The central bank purchased greenback worth a record $5.49 billion in the first half of the current fiscal year to keep stable the exchange rate of the local currency.
The previous highest was recorded in 2013-14 when Bangladesh Bank bought $5.15 billion from local banks.
If the economic recovery does not pick up at the optimum level from coming June, the government should think of doing something about the ongoing remittance inflow, said the three MDs wishing not to be named given the sensitivity of the matter.
Mansur said remittance has already helped the foreign exchange reserve to surpass $43 billion, but it is time for the authority concerned to rethink the issue.
“The remittance, which are now being sent, is not actual remittance.
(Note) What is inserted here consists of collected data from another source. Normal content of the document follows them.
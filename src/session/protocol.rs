//! Wire types for the bidirectional generate-content WebSocket API.
//!
//! Mirrors the service's JSON schema: the client first sends a `setup`
//! message, then streams `realtimeInput` media chunks; the server replies
//! with `setupComplete` followed by `serverContent` messages carrying any
//! combination of transcription fragments, inline audio, an interruption
//! signal, and a turn-complete signal.

use serde::{Deserialize, Serialize};

/// MIME descriptor for outbound capture frames.
pub const INPUT_AUDIO_MIME: &str = "audio/pcm;rate=16000";

// ---------------------------------------------------------------------------
// Client → server
// ---------------------------------------------------------------------------

/// Messages sent from client to server. Exactly one field is set per frame.
#[derive(Debug, Clone, Serialize)]
#[serde(rename_all = "camelCase")]
pub enum ClientMessage {
    /// Session handshake: model, modalities, system instruction.
    Setup(Setup),
    /// A realtime media chunk (capture audio).
    RealtimeInput(RealtimeInput),
}

/// Session setup payload.
#[derive(Debug, Clone, Serialize)]
#[serde(rename_all = "camelCase")]
pub struct Setup {
    pub model: String,
    pub generation_config: GenerationConfig,
    pub system_instruction: Content,
    /// Presence enables transcription of the user's audio.
    pub input_audio_transcription: TranscriptionConfig,
    /// Presence enables transcription of the model's audio.
    pub output_audio_transcription: TranscriptionConfig,
}

/// Generation settings for the live session.
#[derive(Debug, Clone, Serialize)]
#[serde(rename_all = "camelCase")]
pub struct GenerationConfig {
    pub response_modalities: Vec<String>,
    pub speech_config: SpeechConfig,
}

/// Voice selection for audio responses.
#[derive(Debug, Clone, Serialize)]
#[serde(rename_all = "camelCase")]
pub struct SpeechConfig {
    pub voice_config: VoiceConfig,
}

#[derive(Debug, Clone, Serialize)]
#[serde(rename_all = "camelCase")]
pub struct VoiceConfig {
    pub prebuilt_voice_config: PrebuiltVoiceConfig,
}

#[derive(Debug, Clone, Serialize)]
#[serde(rename_all = "camelCase")]
pub struct PrebuiltVoiceConfig {
    pub voice_name: String,
}

/// Empty marker object; its presence turns transcription on.
#[derive(Debug, Clone, Default, Serialize)]
pub struct TranscriptionConfig {}

/// Realtime input payload: ordered media chunks.
#[derive(Debug, Clone, Serialize)]
#[serde(rename_all = "camelCase")]
pub struct RealtimeInput {
    pub media_chunks: Vec<MediaBlob>,
}

/// A base64 media payload tagged with its MIME descriptor.
#[derive(Debug, Clone, Serialize, Deserialize)]
#[serde(rename_all = "camelCase")]
pub struct MediaBlob {
    pub mime_type: String,
    /// Base64-encoded bytes.
    pub data: String,
}

/// Plain content: a list of parts.
#[derive(Debug, Clone, Serialize)]
pub struct Content {
    pub parts: Vec<TextPart>,
}

impl Content {
    /// Content holding a single text part (system instructions).
    #[must_use]
    pub fn from_text(text: impl Into<String>) -> Self {
        Self {
            parts: vec![TextPart { text: text.into() }],
        }
    }
}

#[derive(Debug, Clone, Serialize)]
pub struct TextPart {
    pub text: String,
}

impl ClientMessage {
    /// Build the setup handshake for a live audio conversation.
    #[must_use]
    pub fn setup(model: &str, voice: &str, system_instruction: &str) -> Self {
        Self::Setup(Setup {
            model: model.to_owned(),
            generation_config: GenerationConfig {
                response_modalities: vec!["AUDIO".to_owned()],
                speech_config: SpeechConfig {
                    voice_config: VoiceConfig {
                        prebuilt_voice_config: PrebuiltVoiceConfig {
                            voice_name: voice.to_owned(),
                        },
                    },
                },
            },
            system_instruction: Content::from_text(system_instruction),
            input_audio_transcription: TranscriptionConfig {},
            output_audio_transcription: TranscriptionConfig {},
        })
    }

    /// Build a realtime input frame from already base64-encoded PCM.
    #[must_use]
    pub fn audio_chunk(data: String) -> Self {
        Self::RealtimeInput(RealtimeInput {
            media_chunks: vec![MediaBlob {
                mime_type: INPUT_AUDIO_MIME.to_owned(),
                data,
            }],
        })
    }
}

// ---------------------------------------------------------------------------
// Server → client
// ---------------------------------------------------------------------------

/// A server frame. Fields are optional; a frame carries whichever are set.
#[derive(Debug, Clone, Default, Deserialize)]
#[serde(rename_all = "camelCase", default)]
pub struct ServerMessage {
    pub setup_complete: Option<SetupComplete>,
    pub server_content: Option<ServerContent>,
}

/// Handshake acknowledgement.
#[derive(Debug, Clone, Default, Deserialize)]
pub struct SetupComplete {}

/// Incremental conversation content from the server.
#[derive(Debug, Clone, Default, Deserialize)]
#[serde(rename_all = "camelCase", default)]
pub struct ServerContent {
    /// Partial transcript of the user's speech.
    pub input_transcription: Option<TranscriptionFragment>,
    /// Partial transcript of the model's speech.
    pub output_transcription: Option<TranscriptionFragment>,
    /// Streamed model output; audio arrives as inline data parts.
    pub model_turn: Option<ModelTurn>,
    /// The user started talking over the model (barge-in).
    pub interrupted: bool,
    /// The current turn is complete.
    pub turn_complete: bool,
}

#[derive(Debug, Clone, Default, Deserialize)]
pub struct TranscriptionFragment {
    #[serde(default)]
    pub text: String,
}

#[derive(Debug, Clone, Default, Deserialize)]
#[serde(rename_all = "camelCase", default)]
pub struct ModelTurn {
    pub parts: Vec<ServerPart>,
}

#[derive(Debug, Clone, Default, Deserialize)]
#[serde(rename_all = "camelCase", default)]
pub struct ServerPart {
    pub inline_data: Option<MediaBlob>,
    pub text: Option<String>,
}

impl ServerContent {
    /// First inline audio payload in this frame, if any.
    #[must_use]
    pub fn inline_audio(&self) -> Option<&MediaBlob> {
        self.model_turn
            .as_ref()
            .and_then(|turn| turn.parts.iter().find_map(|p| p.inline_data.as_ref()))
    }
}

#[cfg(test)]
mod tests {
    #![allow(clippy::unwrap_used, clippy::expect_used, clippy::panic)]

    use super::*;

    #[test]
    fn setup_serializes_camel_case() {
        let msg = ClientMessage::setup("models/test-live", "Zephyr", "Eres un tutor.");
        let json = serde_json::to_string(&msg).unwrap();
        assert!(json.contains("\"setup\""));
        assert!(json.contains("\"model\":\"models/test-live\""));
        assert!(json.contains("\"responseModalities\":[\"AUDIO\"]"));
        assert!(json.contains("\"voiceName\":\"Zephyr\""));
        assert!(json.contains("\"systemInstruction\""));
        assert!(json.contains("\"inputAudioTranscription\":{}"));
        assert!(json.contains("\"outputAudioTranscription\":{}"));
    }

    #[test]
    fn audio_chunk_carries_mime_and_data() {
        let msg = ClientMessage::audio_chunk("QUJD".to_owned());
        let json = serde_json::to_string(&msg).unwrap();
        assert!(json.contains("\"realtimeInput\""));
        assert!(json.contains("\"mediaChunks\""));
        assert!(json.contains("\"mimeType\":\"audio/pcm;rate=16000\""));
        assert!(json.contains("\"data\":\"QUJD\""));
    }

    #[test]
    fn server_message_parses_setup_complete() {
        let msg: ServerMessage = serde_json::from_str(r#"{"setupComplete":{}}"#).unwrap();
        assert!(msg.setup_complete.is_some());
        assert!(msg.server_content.is_none());
    }

    #[test]
    fn server_message_parses_transcriptions() {
        let json = r#"{
            "serverContent": {
                "inputTranscription": {"text": "Hola"},
                "outputTranscription": {"text": "¡Qué onda!"}
            }
        }"#;
        let msg: ServerMessage = serde_json::from_str(json).unwrap();
        let content = msg.server_content.unwrap();
        assert_eq!(content.input_transcription.unwrap().text, "Hola");
        assert_eq!(content.output_transcription.unwrap().text, "¡Qué onda!");
        assert!(!content.interrupted);
        assert!(!content.turn_complete);
    }

    #[test]
    fn server_message_parses_inline_audio() {
        let json = r#"{
            "serverContent": {
                "modelTurn": {
                    "parts": [
                        {"text": "aside"},
                        {"inlineData": {"mimeType": "audio/pcm;rate=24000", "data": "AAEC"}}
                    ]
                }
            }
        }"#;
        let msg: ServerMessage = serde_json::from_str(json).unwrap();
        let content = msg.server_content.unwrap();
        let blob = content.inline_audio().unwrap();
        assert_eq!(blob.mime_type, "audio/pcm;rate=24000");
        assert_eq!(blob.data, "AAEC");
    }

    #[test]
    fn server_message_parses_interrupted_and_turn_complete() {
        let json = r#"{"serverContent": {"interrupted": true, "turnComplete": true}}"#;
        let msg: ServerMessage = serde_json::from_str(json).unwrap();
        let content = msg.server_content.unwrap();
        assert!(content.interrupted);
        assert!(content.turn_complete);
    }

    #[test]
    fn server_message_tolerates_unknown_fields() {
        let json = r#"{"usageMetadata": {"totalTokenCount": 42}}"#;
        let msg: ServerMessage = serde_json::from_str(json).unwrap();
        assert!(msg.setup_complete.is_none());
        assert!(msg.server_content.is_none());
    }

    #[test]
    fn empty_model_turn_has_no_audio() {
        let content = ServerContent::default();
        assert!(content.inline_audio().is_none());
    }
}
Rather, a large amount of remittance is flowing into the country in the form of portfolio investment by expatriate Bangladeshis,” he said.
A portfolio investment is ownership of a stock, bond, or other financial asset with the expectation that it will earn a return or grow in value over time, or both.
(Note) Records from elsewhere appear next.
//! CLI binary for mentora.

use clap::{Parser, Subcommand};
use mentora::MentorConfig;
use mentora::app::App;
use mentora::audio::{CpalCapture, PlaybackSink};
use std::path::PathBuf;
use tracing_subscriber::EnvFilter;

/// Mentora: voice-based AI tutoring companion.
#[derive(Parser)]
#[command(name = "mentora", version, about)]
struct Cli {
    /// Path to TOML configuration file.
    #[arg(short, long)]
    config: Option<PathBuf>,

    /// Subcommand to run.
    #[command(subcommand)]
    command: Option<Command>,
}

/// Available commands.
#[derive(Subcommand)]
enum Command {
    /// Start an interactive tutoring session.
    Chat,

    /// List available audio devices.
    Devices,

    /// Write the default configuration file.
    InitConfig,
}

#[tokio::main]
async fn main() -> anyhow::Result<()> {
    // Tracing goes to stderr; stdout is reserved for the conversation.
    // Override with RUST_LOG=debug to see everything.
    tracing_subscriber::fmt()
        .with_writer(std::io::stderr)
        .with_env_filter(
            EnvFilter::try_from_default_env().unwrap_or_else(|_| EnvFilter::new("mentora=info")),
        )
        .init();

    let cli = Cli::parse();

    let config = match cli.config {
        Some(ref path) => MentorConfig::from_file(path)?,
        None => {
            let default_path = MentorConfig::default_config_path();
            if default_path.exists() {
                MentorConfig::from_file(&default_path)?
            } else {
                MentorConfig::default()
            }
        }
    };

    match cli.command.unwrap_or(Command::Chat) {
        Command::Chat => run_chat(config).await,
        Command::Devices => list_devices(),
        Command::InitConfig => init_config(&config),
    }
}

async fn run_chat(config: MentorConfig) -> anyhow::Result<()> {
    println!("Mentora v{}", env!("CARGO_PKG_VERSION"));

    let mut app = App::new(config)?;
    app.run().await?;
    Ok(())
}

fn list_devices() -> anyhow::Result<()> {
    println!("Input devices:");
    for name in CpalCapture::list_input_devices()? {
        println!("  - {name}");
    }

    println!("\nOutput devices:");
    for name in PlaybackSink::list_output_devices()? {
        println!("  - {name}");
    }

    Ok(())
}

fn init_config(config: &MentorConfig) -> anyhow::Result<()> {
    let path = MentorConfig::default_config_path();
    config.save_to_file(&path)?;
    println!("wrote {}", path.display());
    Ok(())
}
//! Live streaming session: wire protocol and WebSocket client.

pub mod live;
pub mod protocol;

pub use live::{LiveSession, SessionEvent};
pub use protocol::INPUT_AUDIO_MIME;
The majority of developed nations are in a deadlock of zero per cent interest rate due to the financial meltdown and it will take them a couple of years to get back from the zero per cent rate.
“The expatriate Bangladeshis are now getting a better interest rate on the deposits kept in the local banks than from the lenders in places they live in,” Mansur said.
Remittance hit an all-time high of $21.74 billion last year, posting a magnificent year-on-year growth of 18.59 per cent.
The government may think of reducing the 2 per cent cash subsidy against funds remitted by expatriate Bangladeshis, if the excess liquidity cannot be managed in time, Mansur said.
Shah Md Ahsan Habib, a professor at the Bangladesh Institute of Bank Management, said the central bank should not mop up the excess liquidity from the central bank until the economic recovery gains the full-fledged momentum.
“Both the government and the central bank should give their utmost importance to boost credit demand, which will reduce the pressure from the excess liquidity,” he said.
The year-on-year credit growth stood at 8.21 per cent in November, down 8.61 per cent from that a month earlier.
The credit growth in November is the lowest since 2008 at least. Bangladesh Bank’s data goes as far back as 2008.
Monzur Hossain, research director of the Bangladesh Institute of Development Studies, said the central bank should mop up the excess liquidity from banks right now in the interest of depositors.
He argues that the economy would face trouble if money does not circulate properly.